ゲストを呼び戻す新しいアプローチ『icotto!』の誕生
結婚式という特別な日の重要な要素の一つが、招待状です。しかし、近年では結婚式の参加者が減少しており、身近な友人や親族を招待することが難しいと感じる新郎新婦が増えています。そんな状況の中、ブライダル業界に革新をもたらすために開発されたのが、世界初の『ゲストが引出物を選べる招待状』である『icotto!』です。
icotto!とは?
『icotto!』は、ゲストに自身の好みの引出物を選ばせることができる新しい形の招待状です。新郎新婦は、招待状を通じてゲストに「来てほしい!」という気持ちを伝え、ゲストはことば介しなくとも自分の好きなアイテムを選ぶことができるという、まさに新しいパラダイムシフトを実現しました。
背景にある思索と開発ストーリー
このサービスの開発にあたって、ブライダル市場の商品開発に携わるメンバーが集まり、試行錯誤を重ねました。浦田さんは、ある日営業から「無印良品のバッグに引き出物を入れている結婚式が好評だ」と聞いたことが、この新しいアイデアの発端となったと語ります。
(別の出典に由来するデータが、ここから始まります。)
fn push_literal(parts: &mut Vec<FStringPart>, text: &str) {
    if let Some(FStringPart::Literal(last)) = parts.last_mut() {
        last.push_str(text);
    } else {
        parts.push(FStringPart::Literal(text.to_string()));
    }
}

/// Split f-string content into literal text and `{expr[:spec]}` fields
fn parse_fstring(text: &str, location: SourceLocation) -> Result<Vec<FStringPart>, ParseError> {
    let mut parts = Vec::new();
    let mut literal = String::new();
    let mut chars = text.chars().peekable();

    while let Some(c) = chars.next() {
        match c {
            '{' if chars.peek() == Some(&'{') => {
                chars.next();
                literal.push('{');
            }
            '}' if chars.peek() == Some(&'}') => {
                chars.next();
                literal.push('}');
            }
            '}' => {
                return Err(ParseError::new(
                    "f-string: single '}' is not allowed",
                    location,
                ));
            }
            '{' => {
                if !literal.is_empty() {
                    parts.push(FStringPart::Literal(std::mem::take(&mut literal)));
                }
                let (source, spec) = split_field(&mut chars, location)?;
                if source.trim().is_empty() {
                    return Err(ParseError::new(
                        "f-string: empty expression not allowed",
                        location,
                    ));
                }
                let expr = parse_field_expression(&source, location)?;
                parts.push(FStringPart::Field { expr, spec });
            }
            other => literal.push(other),
        }
    }

    if !literal.is_empty() {
        parts.push(FStringPart::Literal(literal));
    }
    Ok(parts)
}

/// Read up to the closing `}` of a field, separating a top-level `:spec`
fn split_field(
    chars: &mut std::iter::Peekable<std::str::Chars<'_>>,
    location: SourceLocation,
) -> Result<(String, Option<String>), ParseError> {
    let mut source = String::new();
    let mut depth = 0usize;
    let mut quote: Option<char> = None;

    while let Some(c) = chars.next() {
        if let Some(q) = quote {
            source.push(c);
            if c == q {
                quote = None;
            }
            continue;
        }
        match c {
            '\'' | '"' => {
                quote = Some(c);
                source.push(c);
            }
            '(' | '[' | '{' => {
                depth += 1;
                source.push(c);
            }
            ')' | ']' => {
                depth = depth.saturating_sub(1);
                source.push(c);
            }
            '}' if depth > 0 => {
                depth -= 1;
                source.push(c);
            }
            '}' => return Ok((source, None)),
            ':' if depth == 0 => {
                let mut spec = String::new();
                for c in chars.by_ref() {
                    if c == '}' {
                        return Ok((source, Some(spec)));
                    }
                    spec.push(c);
                }
                break;
            }
            other => source.push(other),
        }
    }

    Err(ParseError::new("f-string: expecting '}'", location))
}

fn parse_field_expression(source: &str, location: SourceLocation) -> Result<Expr, ParseError> {
    let relocate = |err: ParseError| ParseError::new(format!("f-string: {}", err.message), location);

    let mut parser = Parser::new(source.trim()).map_err(relocate)?;
    let expr = parser.parse_expression().map_err(relocate)?;
    while parser.match_token(&TokenKind::Newline) {}
    if !parser.is_at_end() {
        return Err(relocate(parser.error_here("unexpected token in f-string field")));
    }
    Ok(expr)
}

#[cfg(test)]
mod tests {
    use crate::parser::ast::*;
    use crate::parser::parse::parse;

    fn expr_of(source: &str) -> Expr {
        let program = parse(source).unwrap();
        match program.body.into_iter().next().map(|s| s.kind) {
            Some(StmtKind::Expr(expr)) => expr,
            Some(StmtKind::Assign { value, .. }) => value,
            other => panic!("expected expression statement, got {:?}", other),
        }
    }

    #[test]
    fn test_multiplication_binds_tighter() {
        match expr_of("1 + 2 * 3\n") {
            Expr::Binary { op: BinOp::Add, right, .. } => {
                assert!(matches!(*right, Expr::Binary { op: BinOp::Mul, .. }));
            }
            other => panic!("unexpected tree {:?}", other),
        }
    }

    #[test]
    fn test_unary_minus_below_power() {
        match expr_of("-2 ** 2\n") {
            Expr::Unary { op: UnaryOp::Neg, operand } => {
                assert!(matches!(*operand, Expr::Binary { op: BinOp::Pow, .. }));
            }
            other => panic!("unexpected tree {:?}", other),
        }
    }

    #[test]
    fn test_not_in_and_is_not() {
        match expr_of("x not in xs\n") {
            Expr::Compare { rest, .. } => assert_eq!(rest[0].0, CmpOp::NotIn),
            other => panic!("unexpected tree {:?}", other),
        }
        match expr_of("x is not None\n") {
            Expr::Compare { rest, .. } => assert_eq!(rest[0].0, CmpOp::IsNot),
            other => panic!("unexpected tree {:?}", other),
        }
    }

    #[test]
    fn test_slices() {
        assert!(matches!(expr_of("xs[1:3]\n"), Expr::Slice { step: None, .. }));
        match expr_of("xs[::-1]\n") {
            Expr::Slice { lower, upper, step, .. } => {
                assert!(lower.is_none());
                assert!(upper.is_none());
                assert!(step.is_some());
            }
            other => panic!("unexpected tree {:?}", other),
        }
    }

    #[test]
    fn test_call_with_keywords() {
        match expr_of("print(a, b, sep='-', end='')\n") {
            Expr::Call { args, kwargs, .. } => {
                assert_eq!(args.len(), 2);
                assert_eq!(kwargs.len(), 2);
                assert_eq!(kwargs[0].0, "sep");
            }
            other => panic!("unexpected tree {:?}", other),
        }
    }

    #[test]
    fn test_list_comprehension() {
        match expr_of("[x * x for x in range(5) if x % 2 == 0]\n") {
            Expr::ListComp { conditions, .. } => assert_eq!(conditions.len(), 1),
            other => panic!("unexpected tree {:?}", other),
        }
    }

    #[test]
    fn test_conditional_expression() {
        assert!(matches!(
            expr_of("a if a > b else b\n"),
            Expr::Conditional { .. }
        ));
    }

    #[test]
    fn test_fstring_fields() {
        match expr_of("f'{name}: {value:.2f} {{x}}'\n") {
            Expr::FString(parts) => {
                assert_eq!(parts.len(), 4);
                assert!(matches!(&parts[0], FStringPart::Field { spec: None, .. }));
                assert!(matches!(&parts[2], FStringPart::Field { spec: Some(s), .. } if s == ".2f"));
                assert!(matches!(&parts[3], FStringPart::Literal(s) if s == " {x}"));
            }
            other => panic!("unexpected tree {:?}", other),
        }
    }

    #[test]
    fn test_adjacent_strings_concatenate() {
        assert!(matches!(expr_of("'ab' 'cd'\n"), Expr::Str(s) if s == "abcd"));
    }

    #[test]
    fn test_dict_display_and_empty_tuple() {
        assert!(matches!(expr_of("{'a': 1, 'b': 2}\n"), Expr::Dict(e) if e.len() == 2));
        assert!(matches!(expr_of("()\n"), Expr::Tuple(items) if items.is_empty()));
        assert!(parse("{1, 2}\n").is_err());
    }
}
「結婚式の引出物は、式場オリジナルの紙袋に入れられることが多いですが、その紙袋自体が本当に嬉しいサービスなのか疑問でした。そこで、捨てられる運命の紙袋なら、むしろ使えるバッグに引出物を入れて渡したら良いのではと考えたのです」と浦田さんは振り返ります。
このアイデアから、様々な試作品が生まれては消えていきました。入野さんは、試作品の多くが「安っぽい」と評価され、より高級感のある素材を試みるべく何度も改良を行ったと話します。そこから、ゲスト自身が好きなアイテムを選べるという考え方に辿り着いた時、画期的なアイデアが生まれました。
ゲストのニーズに応える選択肢
新郎新婦が贈り物を選ぶのではなく、ゲスト自身が欲しいものを選ぶという発想が定着すると、より参加しやすい結婚式が実現します。入野さんの「ゲストの選択肢が増えれば、参加したいという気持ちが湧くでしょう」という言葉が示すように、icotto!は新郎新婦にとっても、ゲストにとっても気軽に結婚式を楽しむための手段となります。
招待状に込められた思い
icotto!の名称には「行こっと!」という親しみやすい気持ちが込められており、招待状を受け取ったゲストはその瞬間に参加へのワクワク感を感じることができます。この新たな形の招待状が広まることで、欠席返信を恐れて招待状を送りづらくなっている新郎新婦の背中を押すことができると信じられています。
未来への展望
『icotto!』によって、結婚式に対するネガティブな意見が軽減されることを目指しています。具体的な目標は、結婚式の意義を再認識させ、「祝うことの喜び」を再び多くの人に広めることです。
「式を挙げなかったことを後悔している人にも、新郎新婦の想いを伝えられる機会を提供したい」と浦田さん。『icotto!』は、新たなる結婚式の形を提示することで、すべての参加者にとってより良い体験を実現することを目指しています。
まとめ
結婚式という一生に一度の特別な日を、招待状でより素晴らしく演出するために生まれた『icotto!』。新郎新婦もゲストも共に楽しめる結婚式の未来を切り開くこのプロジェクトから、今後も目が離せません。